Climate data for Kawamoto (1991−2020 normals, extremes 1978−present)
| Month | Jan | Feb | Mar | Apr | May | Jun | Jul | Aug | Sep | Oct | Nov | Dec | Year |
| Record high °C (°F) | 18.9 (66.0) | 22.9 (73.2) | 26.3 (79.3) | 32.1 (89.8) | 33.8 (92.8) | 36.3 (97.3) | 39.2 (102.6) | 38.8 (101.8) | 37.2 (99.0) | 31.4 (88.5) | 26.8 (80.2) | 23.8 (74.8) | 39.2 (102.6) |
| Mean daily maximum °C (°F) | 7.1 (44.8) | 8.6 (47.5) | 13.0 (55.4) | 19.0 (66.2) | 23.9 (75.0) | 26.8 (80.2) | 30.1 (86.2) | 31.6 (88.9) | 27.0 (80.6) | 21.5 (70.7) | 15.8 (60.4) | 9.6 (49.3) | 19.5 (67.1) |
| Daily mean °C (°F) | 2.7 (36.9) | 3.5 (38.3) | 6.7 (44.1) | 12.1 (53.8) | 17.0 (62.6) | 20.9 (69.6) | 24.9 (76.8) | 25.7 (78.3) | 21.4 (70.5) | 15.4 (59.7) | 10.0 (50.0) | 4.9 (40.8) | 13.8 (56.8) |
| Mean daily minimum °C (°F) | −0.6 (30.9) | −0.6 (30.9) | 1.4 (34.5) | 5.8 (42.4) | 10.9 (51.6) | 16.3 (61.3) | 21.1 (70.0) | 21.8 (71.2) | 17.5 (63.5) | 11.1 (52.0) | 5.7 (42.3) | 1.5 (34.7) | 9.3 (48.8) |
| Record low °C (°F) | −6.9 (19.6) | −10.1 (13.8) | −5.4 (22.3) | −2.8 (27.0) | 0.2 (32.4) | 6.8 (44.2) | 11.5 (52.7) | 13.8 (56.8) | 5.8 (42.4) | 1.4 (34.5) | −1.6 (29.1) | −5.2 (22.6) | −10.1 (13.8) |
| Average precipitation mm (inches) | 147.2 (5.80) | 122.1 (4.81) | 139.0 (5.47) | 127.3 (5.01) | 145.9 (5.74) | 206.3 (8.12) | 266.0 (10.47) | 169.5 (6.67) | 217.4 (8.56) | 113.8 (4.48) | 110.3 (4.34) | 157.0 (6.18) | 1,924.1 (75.75) |
| Average precipitation days (≥ 1.0 mm) | 17.7 | 14.8 | 14.1 | 11.0 | 9.9 | 12.2 | 12.5 | 10.8 | 11.4 | 9.8 | 12.2 | 16.7 | 153.1 |
| Mean monthly sunshine hours | 61.4 | 81.9 | 135.5 | 178.8 | 198.4 | 145.7 | 156.3 | 188.9 | 140.2 | 146.7 | 108.7 | 69.0 | 1,619.5 |
Source: Japan Meteorological Agency

===Demographics===
Per Japanese census data, the population of Kawamoto in 2020 was 3,248 people. Kawamoto has been conducting censuses since 1960.

== History ==
The area of Kawamoto was part of ancient Iwami Province.
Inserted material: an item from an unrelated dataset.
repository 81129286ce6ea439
//! Controller layer: UI events and command orchestration.

pub mod events;
pub mod orchestration;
During the Edo Period, the area was tenryō territory under the direction control of the Tokugawa shogunate due to its proximity to the Iwami Ginzan Silver Mine. After the Meiji restoration, the village of Kawamoto was established within Ōchi District, Shimane on April 1, 1889, with the creation of the modern municipalities system. Kawamoto was raised to town status on April 1, 1927.

==Government==
Kawamoto has a mayor-council form of government with a directly elected mayor and a unicameral town council of eight members. Kawamoto, collectively with the towns of Ōnan and Misato, contributes one member to the Shimane Prefectural Assembly. In terms of national politics, the town is part of the Shimane 2nd district of the lower house of the Diet of Japan.

==Economy==
Kawamoto is a very rural area, with an economy based on agriculture.

==Education==
Kawamoto has one public elementary school and one public junior high school operated by the town government, and one public high school operated by the Shimane Prefectural Board of Education.

== Transportation ==
=== Railway ===
Following the closure of the JR West Sankō Line on April 1, 2018, Kawamoto no longer has any passenger railway service. The nearest train station is Ōda Station on the JR West San'in Main Line.